Almost four decades after it came into being, sector 5 of Rajendra Nagar still faces a number of common civic issues. According to residents, they have to deal with battered roads, choked drains and damaged streetlights.
The Ghaziabad development authority (GDA) constructed this sector in 1978-79 and plots were allotted to buyers by the 1980s. The area was handed over to the Ghaziabad Municipal Corporation (GMC) by 1985. The sector, which is two kilometres away from the Delhi-Ghaziabad border, is divided into seven blocks with 450 plots each. Most plots are occupied by individual kothis (small bungalows) constructed by the area’s over 12,000 residents.
However, civic amenities in the colony have taken a severe beating over the years with water supply being the only proper civic service being provided by the GMC.
The sector’s streets remain dark at night as the streetlights do not function properly.
“Women prefer to stay indoors after sunset and do not come out of their houses due to the fear of untoward incidents (in the cover of darkness),” said Seema Bhardwaj, a resident.
Residents said that various complaints to corporation officials have not yielded any result.
“We have lodged complaints at the corporation office numerous times and have also spoken to officials, but no action has been taken. Most streetlights have been out of order for the past two years,” said Devendra Malik, president of sector 5 Rajendra Nagar resident’s welfare association (RWA).
Officials said the issue would be looked into.
“Whenever we receive a complaint regarding streetlights, they are generally repaired within a few weeks. We will get the locality checked and get the streetlights repaired there as soon as possible,” said DK Sinha, additional municipal commissioner, Ghaziabad.

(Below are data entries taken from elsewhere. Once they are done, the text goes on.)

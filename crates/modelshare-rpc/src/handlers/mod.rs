//! JSON-RPC request handlers, split by domain.

mod models;
mod navigator;
mod reviews;
mod shared;
mod status;
mod users;

pub(crate) use shared::*;

use crate::server::AppState;
use crate::wrapper::wrap_response;
use axum::{extract::State, http::StatusCode, response::IntoResponse, Json};
use modelshare_core::rpc::{methods, RpcRequest, RpcResponse};
use serde_json::{json, Value};
use std::sync::Arc;
use tracing::{debug, error};

// ============================================================================
// HTTP endpoints
// ============================================================================

/// Health check endpoint.
pub async fn handle_health() -> impl IntoResponse {
    Json(json!({"status": "ok"}))
}

/// Main JSON-RPC handler.
pub async fn handle_rpc(
    State(state): State<Arc<AppState>>,
    Json(request): Json<RpcRequest>,
) -> impl IntoResponse {
    let method = &request.method;
    let params = request.params.unwrap_or(Value::Object(Default::default()));
    let id = request.id.clone();

    debug!("RPC call: {}({:?})", method, params);

    let result = dispatch_method(&state, method, &params).await;

    match result {
        Ok(value) => {
            let wrapped = wrap_response(method, value);
            (StatusCode::OK, Json(RpcResponse::success(id, wrapped)))
        }
        Err(e) => {
            error!("RPC error for {}: {}", method, e);
            (StatusCode::OK, Json(RpcResponse::from_error(id, &e)))
        }
    }
}

// ============================================================================
// Method dispatcher
// ============================================================================

/// Dispatch a method call to the appropriate domain handler.
async fn dispatch_method(
    state: &AppState,
    method: &str,
    params: &Value,
) -> modelshare_core::Result<Value> {
    match method {
        methods::HEALTH_CHECK => status::health_check(state, params).await,

        // Models
        methods::MODEL_GET_BY_ID => models::get_model_by_id(state, params).await,
        methods::MODEL_DELETE => models::delete_model(state, params).await,
        methods::MODEL_VERSION_DELETE => models::delete_model_version(state, params).await,

        // Reviews
        methods::REVIEW_GET_ALL => reviews::get_all(state, params).await,

        // Users
        methods::USER_GET_ALL => users::get_all(state, params).await,
        methods::USER_GET_BY_ID => users::get_by_id(state, params).await,
        methods::USER_UPDATE => users::update(state, params).await,
        methods::USER_DELETE => users::delete(state, params).await,

        // Version navigator
        methods::NAVIGATOR_RENDER => navigator::render(state, params).await,
        methods::NAVIGATOR_ACTIVATE => navigator::activate(state, params).await,
        methods::NAVIGATOR_MENU_ACTION => navigator::menu_action(state, params).await,
        methods::NAVIGATOR_PAGE => navigator::page(state, params).await,

        _ => Err(modelshare_core::ModelShareError::InvalidParams {
            message: format!("Unknown method: {}", method),
        }),
    }
}
//! HTTP server implementation using Axum.

use crate::handlers::{handle_health, handle_rpc};
use axum::{
    routing::{get, post},
    Router,
};
use modelshare_core::navigator::NavigatorStyle;
use modelshare_core::ModelShareApi;
use std::net::SocketAddr;
use std::sync::Arc;
use tower::ServiceBuilder;
use tower_http::cors::{Any, CorsLayer};
use tower_http::trace::TraceLayer;
use tracing::{error, info};

/// Application state shared across handlers.
pub struct AppState {
    /// Core API (data service)
    pub api: ModelShareApi,
    /// Style applied to navigator views rendered over RPC
    pub style: NavigatorStyle,
}

pub fn router(state: Arc<AppState>) -> Router {
    let cors = CorsLayer::new()
        .allow_origin(Any)
        .allow_methods(Any)
        .allow_headers(Any);

    Router::new()
        .route("/health", get(handle_health))
        .route("/rpc", post(handle_rpc))
        .layer(
            ServiceBuilder::new()
                .layer(TraceLayer::new_for_http())
                .layer(cors),
        )
        .with_state(state)
}

/// Start the JSON-RPC HTTP server.
///
/// Returns the actual address the server is bound to (useful when port=0).
pub async fn start_server(
    api: ModelShareApi,
    style: NavigatorStyle,
    host: &str,
    port: u16,
) -> anyhow::Result<SocketAddr> {
    let state = Arc::new(AppState { api, style });
    let app = router(state);

    let addr: SocketAddr = format!("{}:{}", host, port).parse()?;
    let listener = tokio::net::TcpListener::bind(addr).await?;
    let actual_addr = listener.local_addr()?;

    info!("Server listening on {}", actual_addr);

    tokio::spawn(async move {
        if let Err(e) = axum::serve(listener, app).await {
            error!("Server error: {}", e);
        }
    });

    Ok(actual_addr)
}

#[cfg(test)]
mod tests {
    use super::*;
    use tempfile::TempDir;

    #[tokio::test]
    async fn test_server_starts() {
        let temp_dir = TempDir::new().unwrap();
        let api = ModelShareApi::open(temp_dir.path().join("modelshare.sqlite"))
            .await
            .unwrap();

        let addr = start_server(api, NavigatorStyle::default(), "127.0.0.1", 0)
            .await
            .unwrap();
        assert!(addr.port() > 0);
    }
}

Choked drains and overflowing sewage
Sector residents said that most drains in the area are clogged, giving rise to waterlogging and the resultant health concerns.

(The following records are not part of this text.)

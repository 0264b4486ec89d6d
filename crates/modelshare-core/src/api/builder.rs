//! Builder for configuring ModelShareApi initialization.

use std::path::{Path, PathBuf};
use std::sync::Arc;

use crate::config::PathsConfig;
use crate::error::{ModelShareError, Result};
use crate::rpc::RpcDataService;
use crate::store::SqliteStore;
use crate::{ApiInner, ModelShareApi};

/// Builder for configuring ModelShareApi initialization.
///
/// # Example
///
/// ```rust,ignore
/// use modelshare_core::ModelShareApi;
///
/// let api = ModelShareApi::builder()
///     .database("./data/modelshare.sqlite")
///     .auto_create_dirs(true)
///     .build()
///     .await?;
/// ```
#[derive(Debug, Default)]
pub struct ModelShareApiBuilder {
    database: Option<PathBuf>,
    remote_url: Option<String>,
    auto_create_dirs: bool,
}

impl ModelShareApiBuilder {
    pub fn new() -> Self {
        Self::default()
    }

    /// Use the SQLite database at `path`.
    ///
    /// Default: `<data dir>/modelshare/modelshare.sqlite`
    pub fn database(mut self, path: impl Into<PathBuf>) -> Self {
        self.database = Some(path.into());
        self
    }

    /// Talk to a running `modelshare-rpc` server instead of a local
    /// database. Takes precedence over [`Self::database`].
    pub fn remote(mut self, base_url: impl Into<String>) -> Self {
        self.remote_url = Some(base_url.into());
        self
    }

    /// Create the database's parent directory if it doesn't exist.
    ///
    /// Default: `false` (the directory must exist)
    pub fn auto_create_dirs(mut self, enable: bool) -> Self {
        self.auto_create_dirs = enable;
        self
    }

    /// Default database location under the platform data directory.
    pub fn default_database_path() -> Result<PathBuf> {
        let data_dir = dirs::data_dir().ok_or_else(|| ModelShareError::Config {
            message: "Could not determine the platform data directory".to_string(),
        })?;
        Ok(data_dir
            .join(PathsConfig::DATA_DIR_NAME)
            .join(PathsConfig::DATABASE_FILENAME))
    }

    fn ensure_parent(path: &Path, create: bool) -> Result<()> {
        let Some(parent) = path.parent().filter(|p| !p.as_os_str().is_empty()) else {
            return Ok(());
        };
        if parent.exists() {
            return Ok(());
        }
        if !create {
            return Err(ModelShareError::Config {
                message: format!("Database directory does not exist: {}", parent.display()),
            });
        }
        std::fs::create_dir_all(parent).map_err(|e| ModelShareError::Io {
            message: format!("Failed to create directory: {}", parent.display()),
            path: Some(parent.to_path_buf()),
            source: Some(e),
        })
    }

    /// Build the ModelShareApi instance.
    pub async fn build(self) -> Result<ModelShareApi> {
        if let Some(url) = self.remote_url {
            let client = RpcDataService::new(&url)?;
            tracing::info!("Using remote data service at {}", client.endpoint());
            return Ok(ModelShareApi {
                inner: ApiInner::Remote(Arc::new(client)),
            });
        }

        let db_path = match self.database {
            Some(path) => path,
            None => Self::default_database_path()?,
        };
        Self::ensure_parent(&db_path, self.auto_create_dirs)?;

        let store = tokio::task::spawn_blocking(move || SqliteStore::open(&db_path))
            .await
            .map_err(|e| ModelShareError::Other(format!("Database open task failed: {}", e)))??;

        Ok(ModelShareApi {
            inner: ApiInner::Local(Arc::new(store)),
        })
    }
}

“Choked drains have led to waterlogging on the roads. During monsoons, we are not able to step outside our own homes because of this,” said Saurabh Rai, a resident.
He said that monsoons have been resulting in sewage overflow in the area every year.

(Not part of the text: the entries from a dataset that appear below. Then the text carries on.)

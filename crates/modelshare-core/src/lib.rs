//! ModelShare Core - Headless library for shared-model pages.
//!
//! This crate provides the version navigator used on a model's page, the
//! page host that owns selection and delete flows, and the data service
//! that stores models, versions, reviews and users. It can be used
//! programmatically without any HTTP/RPC layer; `modelshare-rpc` exposes
//! the same operations over JSON-RPC.
//!
//! # Example
//!
//! ```rust,ignore
//! use modelshare_core::navigator::Extents;
//! use modelshare_core::ModelShareApi;
//!
//! #[tokio::main]
//! async fn main() -> modelshare_core::Result<()> {
//!     let api = ModelShareApi::open("/path/to/modelshare.sqlite").await?;
//!
//!     let mut page = api
//!         .open_model_page(42, Some(7), Extents::new(900.0, 400.0))
//!         .await?;
//!     let view = page.render_versions();
//!     println!("{} versions", view.items.len());
//!
//!     page.activate_version(view.items[0].id);
//!     if let Some(route) = page.take_navigation() {
//!         println!("navigate to {}", route);
//!     }
//!     Ok(())
//! }
//! ```

pub mod config;
pub mod error;
pub mod format;
pub mod models;
pub mod navigator;
pub mod page;
pub mod routes;
pub mod rpc;
pub mod store;

mod api;

// Re-export commonly used types
pub use error::{ErrorCode, ModelShareError, Result};
pub use models::{Model, ModelId, ModelVersion, VersionId};
pub use navigator::{
    EventLog, Extents, Measure, NavigatorEvent, NavigatorHost, VersionListView, VersionNavigator,
};
pub use page::{ModelDeleteOutcome, ModelPage};
pub use routes::{Route, WizardStep};
pub use rpc::RpcDataService;
pub use store::{DataService, DynDataService, SqliteStore};

pub use api::ModelShareApiBuilder;

use std::sync::Arc;

/// Main API struct for ModelShare operations.
///
/// Internally, `ModelShareApi` operates in one of two modes:
/// - **Local**: owns a SQLite database.
/// - **Remote**: forwards every call to a `modelshare-rpc` server.
///
/// The mode is transparent to callers; the public API is identical.
pub struct ModelShareApi {
    inner: ApiInner,
}

impl std::fmt::Debug for ModelShareApi {
    fn fmt(&self, f: &mut std::fmt::Formatter<'_>) -> std::fmt::Result {
        let mode = match self.inner {
            ApiInner::Local(_) => "Local",
            ApiInner::Remote(_) => "Remote",
        };
        f.debug_struct("ModelShareApi")
            .field("mode", &mode)
            .finish_non_exhaustive()
    }
}

/// Internal dispatch between the local store and the remote client.
enum ApiInner {
    Local(Arc<SqliteStore>),
    Remote(Arc<RpcDataService>),
}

“During rainy season, the drain overflows and dirty water enters the ground floors of houses. Drains are never cleaned by the corporation,” he added.
However, officials refute the claim and maintain that the drains are cleaned regularly.
“The main drains of each locality were cleaned before the monsoons. Most residents have extended the ramps of their houses onto the roads, covering the drains. This makes it difficult for sanitation workers to clean drains,” said Yogendra Yadav, sanitation inspector, GMC.
While the main road connecting Rajendra Nagar to Delhi – GT Road – is in a better condition than the rest, the sector’s internal roads connecting to the main road are in a bad state.
“The connecting roads are old have not been repaired since I started living here 30 years ago. Patchwork is done, but the material used is so bad that it cracks within months,” said VK Garg, joint secretary of the RWA.
Officials said the internal roads will be constructed in the second phase of the road project presently underway.
“Currently, the first phase of constructing main roads in the city is underway. The second phase will be started soon after the monsoons and the internal roads will be repaired during that phase,” said Sinha.